**EXERCISE DATA**
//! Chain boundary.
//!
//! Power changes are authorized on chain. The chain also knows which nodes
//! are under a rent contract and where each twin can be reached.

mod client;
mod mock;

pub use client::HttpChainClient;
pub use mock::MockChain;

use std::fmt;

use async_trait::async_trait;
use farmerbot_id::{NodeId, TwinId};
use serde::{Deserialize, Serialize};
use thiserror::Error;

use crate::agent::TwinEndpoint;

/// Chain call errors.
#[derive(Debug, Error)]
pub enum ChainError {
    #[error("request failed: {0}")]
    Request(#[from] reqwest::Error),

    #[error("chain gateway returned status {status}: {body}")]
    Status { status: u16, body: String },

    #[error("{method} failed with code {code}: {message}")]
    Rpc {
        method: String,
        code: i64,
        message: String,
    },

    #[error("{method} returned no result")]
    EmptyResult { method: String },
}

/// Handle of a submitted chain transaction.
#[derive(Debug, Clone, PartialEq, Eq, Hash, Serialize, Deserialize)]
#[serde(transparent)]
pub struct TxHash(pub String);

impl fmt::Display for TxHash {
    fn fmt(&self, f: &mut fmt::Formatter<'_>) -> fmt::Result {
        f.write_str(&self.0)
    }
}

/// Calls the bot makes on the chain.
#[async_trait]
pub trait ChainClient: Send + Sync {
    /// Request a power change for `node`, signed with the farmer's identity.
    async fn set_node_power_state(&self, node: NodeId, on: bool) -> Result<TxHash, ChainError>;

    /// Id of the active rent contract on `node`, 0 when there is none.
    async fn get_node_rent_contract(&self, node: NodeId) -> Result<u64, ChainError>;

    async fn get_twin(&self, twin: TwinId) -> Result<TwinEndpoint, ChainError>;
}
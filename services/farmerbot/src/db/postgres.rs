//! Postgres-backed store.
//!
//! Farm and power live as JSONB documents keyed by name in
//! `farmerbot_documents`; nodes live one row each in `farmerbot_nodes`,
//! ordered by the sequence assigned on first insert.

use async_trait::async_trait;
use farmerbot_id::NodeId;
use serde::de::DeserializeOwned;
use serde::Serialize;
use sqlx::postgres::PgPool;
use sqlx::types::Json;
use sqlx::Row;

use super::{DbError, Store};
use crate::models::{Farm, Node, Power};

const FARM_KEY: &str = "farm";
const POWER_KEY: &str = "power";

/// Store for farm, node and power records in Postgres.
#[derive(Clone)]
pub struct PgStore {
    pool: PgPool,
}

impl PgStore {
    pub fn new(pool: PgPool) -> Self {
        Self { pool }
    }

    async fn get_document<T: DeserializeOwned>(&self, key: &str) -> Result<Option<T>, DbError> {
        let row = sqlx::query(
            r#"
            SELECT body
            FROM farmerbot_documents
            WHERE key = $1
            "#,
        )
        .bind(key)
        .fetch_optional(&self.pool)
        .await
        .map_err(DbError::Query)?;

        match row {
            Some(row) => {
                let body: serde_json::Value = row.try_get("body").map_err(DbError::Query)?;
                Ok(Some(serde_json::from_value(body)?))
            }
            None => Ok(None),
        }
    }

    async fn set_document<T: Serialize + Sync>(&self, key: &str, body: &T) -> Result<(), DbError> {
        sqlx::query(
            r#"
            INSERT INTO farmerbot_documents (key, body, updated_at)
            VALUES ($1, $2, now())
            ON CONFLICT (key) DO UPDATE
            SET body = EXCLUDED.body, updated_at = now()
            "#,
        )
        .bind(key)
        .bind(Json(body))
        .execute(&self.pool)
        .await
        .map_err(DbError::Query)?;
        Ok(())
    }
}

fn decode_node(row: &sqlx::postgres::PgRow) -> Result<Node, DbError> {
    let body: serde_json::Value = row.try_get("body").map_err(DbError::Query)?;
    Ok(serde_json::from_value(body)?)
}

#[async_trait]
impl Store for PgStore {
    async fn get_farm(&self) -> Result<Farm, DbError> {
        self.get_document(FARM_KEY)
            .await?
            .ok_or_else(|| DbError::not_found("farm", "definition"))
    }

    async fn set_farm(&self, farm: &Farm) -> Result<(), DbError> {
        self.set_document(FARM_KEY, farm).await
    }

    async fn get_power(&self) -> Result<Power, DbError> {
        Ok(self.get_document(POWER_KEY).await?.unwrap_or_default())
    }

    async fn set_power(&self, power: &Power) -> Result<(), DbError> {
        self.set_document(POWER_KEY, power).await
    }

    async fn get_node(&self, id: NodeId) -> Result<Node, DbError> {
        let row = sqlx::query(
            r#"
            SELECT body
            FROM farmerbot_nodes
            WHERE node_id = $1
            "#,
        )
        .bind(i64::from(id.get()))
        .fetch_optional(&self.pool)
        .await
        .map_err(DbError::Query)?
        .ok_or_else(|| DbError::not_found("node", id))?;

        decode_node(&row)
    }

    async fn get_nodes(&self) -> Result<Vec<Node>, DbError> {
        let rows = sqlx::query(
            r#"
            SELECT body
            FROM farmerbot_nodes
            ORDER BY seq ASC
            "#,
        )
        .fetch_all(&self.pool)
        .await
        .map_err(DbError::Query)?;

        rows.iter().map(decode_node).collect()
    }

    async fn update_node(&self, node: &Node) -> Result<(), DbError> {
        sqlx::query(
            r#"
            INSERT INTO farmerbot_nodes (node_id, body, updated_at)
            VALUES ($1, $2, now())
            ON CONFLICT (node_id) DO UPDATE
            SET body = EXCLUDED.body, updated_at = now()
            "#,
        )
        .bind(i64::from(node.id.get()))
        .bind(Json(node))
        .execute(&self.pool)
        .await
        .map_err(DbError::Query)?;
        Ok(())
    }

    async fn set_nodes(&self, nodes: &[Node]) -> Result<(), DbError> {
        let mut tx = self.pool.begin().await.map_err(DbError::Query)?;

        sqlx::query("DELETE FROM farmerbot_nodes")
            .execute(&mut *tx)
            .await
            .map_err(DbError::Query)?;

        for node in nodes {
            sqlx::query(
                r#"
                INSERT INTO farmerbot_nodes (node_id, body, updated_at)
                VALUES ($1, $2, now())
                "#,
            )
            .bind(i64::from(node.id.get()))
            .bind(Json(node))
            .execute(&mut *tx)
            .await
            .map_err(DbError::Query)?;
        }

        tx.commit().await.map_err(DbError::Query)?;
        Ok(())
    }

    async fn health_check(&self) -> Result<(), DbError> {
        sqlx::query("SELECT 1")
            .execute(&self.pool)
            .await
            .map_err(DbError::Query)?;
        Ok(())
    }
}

**YOUR ASSIGNMENT**
Write out the whole listing exactly.

**TASK SOLUTION**
//! Chain boundary.
//!
//! Power changes are authorized on chain. The chain also knows which nodes
//! are under a rent contract and where each twin can be reached.

mod client;
mod mock;

pub use client::HttpChainClient;
pub use mock::MockChain;

use std::fmt;

use async_trait::async_trait;
use farmerbot_id::{NodeId, TwinId};
use serde::{Deserialize, Serialize};
use thiserror::Error;

use crate::agent::TwinEndpoint;

/// Chain call errors.
#[derive(Debug, Error)]
pub enum ChainError {
    #[error("request failed: {0}")]
    Request(#[from] reqwest::Error),

    #[error("chain gateway returned status {status}: {body}")]
    Status { status: u16, body: String },

    #[error("{method} failed with code {code}: {message}")]
    Rpc {
        method: String,
        code: i64,
        message: String,
    },

    #[error("{method} returned no result")]
    EmptyResult { method: String },
}

/// Handle of a submitted chain transaction.
#[derive(Debug, Clone, PartialEq, Eq, Hash, Serialize, Deserialize)]
#[serde(transparent)]
pub struct TxHash(pub String);

impl fmt::Display for TxHash {
    fn fmt(&self, f: &mut fmt::Formatter<'_>) -> fmt::Result {
        f.write_str(&self.0)
    }
}

/// Calls the bot makes on the chain.
#[async_trait]
pub trait ChainClient: Send + Sync {
    /// Request a power change for `node`, signed with the farmer's identity.
    async fn set_node_power_state(&self, node: NodeId, on: bool) -> Result<TxHash, ChainError>;

    /// Id of the active rent contract on `node`, 0 when there is none.
    async fn get_node_rent_contract(&self, node: NodeId) -> Result<u64, ChainError>;

    async fn get_twin(&self, twin: TwinId) -> Result<TwinEndpoint, ChainError>;
}
filename services/farmerbot/src/db/postgres.rs
//! Postgres-backed store.
//!
//! Farm and power live as JSONB documents keyed by name in
//! `farmerbot_documents`; nodes live one row each in `farmerbot_nodes`,
//! ordered by the sequence assigned on first insert.

use async_trait::async_trait;
use farmerbot_id::NodeId;
use serde::de::DeserializeOwned;
use serde::Serialize;
use sqlx::postgres::PgPool;
use sqlx::types::Json;
use sqlx::Row;

use super::{DbError, Store};
use crate::models::{Farm, Node, Power};

const FARM_KEY: &str = "farm";
const POWER_KEY: &str = "power";

/// Store for farm, node and power records in Postgres.
#[derive(Clone)]
pub struct PgStore {
    pool: PgPool,
}

impl PgStore {
    pub fn new(pool: PgPool) -> Self {
        Self { pool }
    }

    async fn get_document<T: DeserializeOwned>(&self, key: &str) -> Result<Option<T>, DbError> {
        let row = sqlx::query(
            r#"
            SELECT body
            FROM farmerbot_documents
            WHERE key = $1
            "#,
        )
        .bind(key)
        .fetch_optional(&self.pool)
        .await
        .map_err(DbError::Query)?;

        match row {
            Some(row) => {
                let body: serde_json::Value = row.try_get("body").map_err(DbError::Query)?;
                Ok(Some(serde_json::from_value(body)?))
            }
            None => Ok(None),
        }
    }

    async fn set_document<T: Serialize + Sync>(&self, key: &str, body: &T) -> Result<(), DbError> {
        sqlx::query(
            r#"
            INSERT INTO farmerbot_documents (key, body, updated_at)
            VALUES ($1, $2, now())
            ON CONFLICT (key) DO UPDATE
            SET body = EXCLUDED.body, updated_at = now()
            "#,
        )
        .bind(key)
        .bind(Json(body))
        .execute(&self.pool)
        .await
        .map_err(DbError::Query)?;
        Ok(())
    }
}

fn decode_node(row: &sqlx::postgres::PgRow) -> Result<Node, DbError> {
    let body: serde_json::Value = row.try_get("body").map_err(DbError::Query)?;
    Ok(serde_json::from_value(body)?)
}

#[async_trait]
impl Store for PgStore {
    async fn get_farm(&self) -> Result<Farm, DbError> {
        self.get_document(FARM_KEY)
            .await?
            .ok_or_else(|| DbError::not_found("farm", "definition"))
    }

    async fn set_farm(&self, farm: &Farm) -> Result<(), DbError> {
        self.set_document(FARM_KEY, farm).await
    }

    async fn get_power(&self) -> Result<Power, DbError> {
        Ok(self.get_document(POWER_KEY).await?.unwrap_or_default())
    }

    async fn set_power(&self, power: &Power) -> Result<(), DbError> {
        self.set_document(POWER_KEY, power).await
    }

    async fn get_node(&self, id: NodeId) -> Result<Node, DbError> {
        let row = sqlx::query(
            r#"
            SELECT body
            FROM farmerbot_nodes
            WHERE node_id = $1
            "#,
        )
        .bind(i64::from(id.get()))
        .fetch_optional(&self.pool)
        .await
        .map_err(DbError::Query)?
        .ok_or_else(|| DbError::not_found("node", id))?;

        decode_node(&row)
    }

    async fn get_nodes(&self) -> Result<Vec<Node>, DbError> {
        let rows = sqlx::query(
            r#"
            SELECT body
            FROM farmerbot_nodes
            ORDER BY seq ASC
            "#,
        )
        .fetch_all(&self.pool)
        .await
        .map_err(DbError::Query)?;

        rows.iter().map(decode_node).collect()
    }

    async fn update_node(&self, node: &Node) -> Result<(), DbError> {
        sqlx::query(
            r#"
            INSERT INTO farmerbot_nodes (node_id, body, updated_at)
            VALUES ($1, $2, now())
            ON CONFLICT (node_id) DO UPDATE
            SET body = EXCLUDED.body, updated_at = now()
            "#,
        )
        .bind(i64::from(node.id.get()))
        .bind(Json(node))
        .execute(&self.pool)
        .await
        .map_err(DbError::Query)?;
        Ok(())
    }

    async fn set_nodes(&self, nodes: &[Node]) -> Result<(), DbError> {
        let mut tx = self.pool.begin().await.map_err(DbError::Query)?;

        sqlx::query("DELETE FROM farmerbot_nodes")
            .execute(&mut *tx)
            .await
            .map_err(DbError::Query)?;

        for node in nodes {
            sqlx::query(
                r#"
                INSERT INTO farmerbot_nodes (node_id, body, updated_at)
                VALUES ($1, $2, now())
                "#,
            )
            .bind(i64::from(node.id.get()))
            .bind(Json(node))
            .execute(&mut *tx)
            .await
            .map_err(DbError::Query)?;
        }

        tx.commit().await.map_err(DbError::Query)?;
        Ok(())
    }

    async fn health_check(&self) -> Result<(), DbError> {
        sqlx::query("SELECT 1")
            .execute(&self.pool)
            .await
            .map_err(DbError::Query)?;
        Ok(())
    }
}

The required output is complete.